*** Supplied data Section Begins ***

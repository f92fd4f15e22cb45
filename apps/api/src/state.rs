use std::sync::Arc;

use crate::report::ReportLayout;
use crate::store::{CvDataStore, SchemaProvider, TemplateStore};

/// Shared application state injected into all route handlers via Axum extractors.
#[derive(Clone)]
pub struct AppState {
    pub schemas: Arc<dyn SchemaProvider>,
    pub records: Arc<dyn CvDataStore>,
    pub templates: Arc<dyn TemplateStore>,
    /// Page geometry for compiled reports, resolved once from config.
    pub layout: ReportLayout,
}
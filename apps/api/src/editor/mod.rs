pub mod edits;
pub mod moves;
pub mod session;

pub use edits::{EditError, TemplateEdit};
pub use moves::{MoveRejected, MoveRequest};
pub use session::EditSession;
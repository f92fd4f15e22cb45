//! Schema Reconciler: brings a persisted template tree back in line with the live schema.
//!
//! # Rules
//! - A section whose `data_section_id` no longer exists upstream is dropped silently.
//! - Attributes removed upstream are removed from whichever group holds them.
//! - Attributes added upstream land in the hidden-attributes group, never a visible one.
//! - Title and attribute-type drift adopt the live value.
//!
//! Every change is recorded in `modified_description`; nothing here ever clears it.
//! Running `reconcile` twice against the same catalog is a no-op the second time.

use std::collections::HashSet;

use tracing::{debug, info};

use crate::schema::{structurally_equal, SchemaCatalog};
use crate::template::model::{hidden_group_index, Group, PreparedSection};

pub const ATTRIBUTES_CHANGED: &str = "Attributes were renamed, added, or deleted.";
pub const TITLE_RENAMED: &str = "Section title was renamed.";
pub const ATTRIBUTE_TYPES_CHANGED: &str = "Attribute types were changed.";

/// Reconciles every prepared section of every group against the live catalog.
pub fn reconcile(groups: Vec<Group>, catalog: &SchemaCatalog) -> Vec<Group> {
    groups
        .into_iter()
        .map(|mut group| {
            group.prepared_sections = std::mem::take(&mut group.prepared_sections)
                .into_iter()
                .filter_map(|section| reconcile_section(section, catalog))
                .collect();
            group
        })
        .collect()
}

/// Reconciles one section. Returns `None` when the section no longer exists upstream.
pub fn reconcile_section(
    mut section: PreparedSection,
    catalog: &SchemaCatalog,
) -> Option<PreparedSection> {
    let Some(schema) = catalog.get(&section.data_section_id) else {
        debug!(
            section = %section.data_section_id,
            "Dropping prepared section missing from live schema"
        );
        return None;
    };

    let live: HashSet<&str> = schema.display_names().collect();
    let mut attributes_changed = false;

    for group in &mut section.attribute_groups {
        let before = group.attributes.len();
        group.attributes.retain(|a| live.contains(a.as_str()));
        if group.attributes.len() != before {
            attributes_changed = true;
        }
    }

    let present: HashSet<String> = section
        .attribute_names()
        .into_iter()
        .map(String::from)
        .collect();
    let added: Vec<String> = schema
        .display_names()
        .filter(|name| !present.contains(*name))
        .map(String::from)
        .collect();

    if !added.is_empty() {
        debug!(
            section = %section.data_section_id,
            added = ?added,
            "New upstream attributes placed in hidden group"
        );
        attributes_changed = true;
    }
    // Pins the hidden bucket at index 0 even when nothing new arrived.
    section.hidden_group_mut().attributes.extend(added);

    prune_references(&mut section, &live);

    if attributes_changed {
        section.flag(ATTRIBUTES_CHANGED);
    }

    if section.title != schema.title {
        section.title = schema.title.clone();
        section.flag(TITLE_RENAMED);
    }

    if section.attributes_type.is_null() {
        section.attributes_type = schema.attributes_type.clone();
    } else if !structurally_equal(&section.attributes_type, &schema.attributes_type) {
        section.attributes_type = schema.attributes_type.clone();
        section.flag(ATTRIBUTE_TYPES_CHANGED);
    }

    section.data_type = schema.data_type.clone();

    Some(section)
}

/// Drops rename-map entries, note settings and sort keys that name removed attributes.
fn prune_references(section: &mut PreparedSection, live: &HashSet<&str>) {
    section
        .attribute_rename_map
        .retain(|attr, _| live.contains(attr.as_str()));

    if let Some(notes) = section.note_settings.as_mut() {
        notes.retain(|n| {
            live.contains(n.attribute.as_str()) && live.contains(n.attribute_to_associate_note.as_str())
        });
    }

    if let Some(selected) = section.sort.selected_attribute.as_deref() {
        if !live.contains(selected) {
            section.sort.selected_attribute = None;
        }
    }
}

/// Rebuilds the hidden group after load.
///
/// Saved templates never contain the hidden group, so every live section that no
/// group references is parked there as a fresh section. The hidden group is
/// created if absent and moved to the tail if stored anywhere else.
pub fn restore_hidden_group(groups: &mut Vec<Group>, catalog: &SchemaCatalog) {
    let mut hidden = match hidden_group_index(groups) {
        Some(i) => groups.remove(i),
        None => Group::hidden(),
    };

    let referenced: HashSet<String> = groups
        .iter()
        .chain(std::iter::once(&hidden))
        .flat_map(|g| g.prepared_sections.iter())
        .map(|s| s.data_section_id.clone())
        .collect();

    let fresh: Vec<PreparedSection> = catalog
        .iter()
        .filter(|schema| !referenced.contains(&schema.data_section_id))
        .map(PreparedSection::from_schema)
        .collect();
    if !fresh.is_empty() {
        info!(count = fresh.len(), "Parking unreferenced sections in hidden group");
    }
    hidden.prepared_sections.extend(fresh);

    groups.push(hidden);
}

*** Supplied data Section Ends ***

Aim of the task. Give the number of lines in the data above that contain the word "filename", with no accompanying text.

Output of the task. 2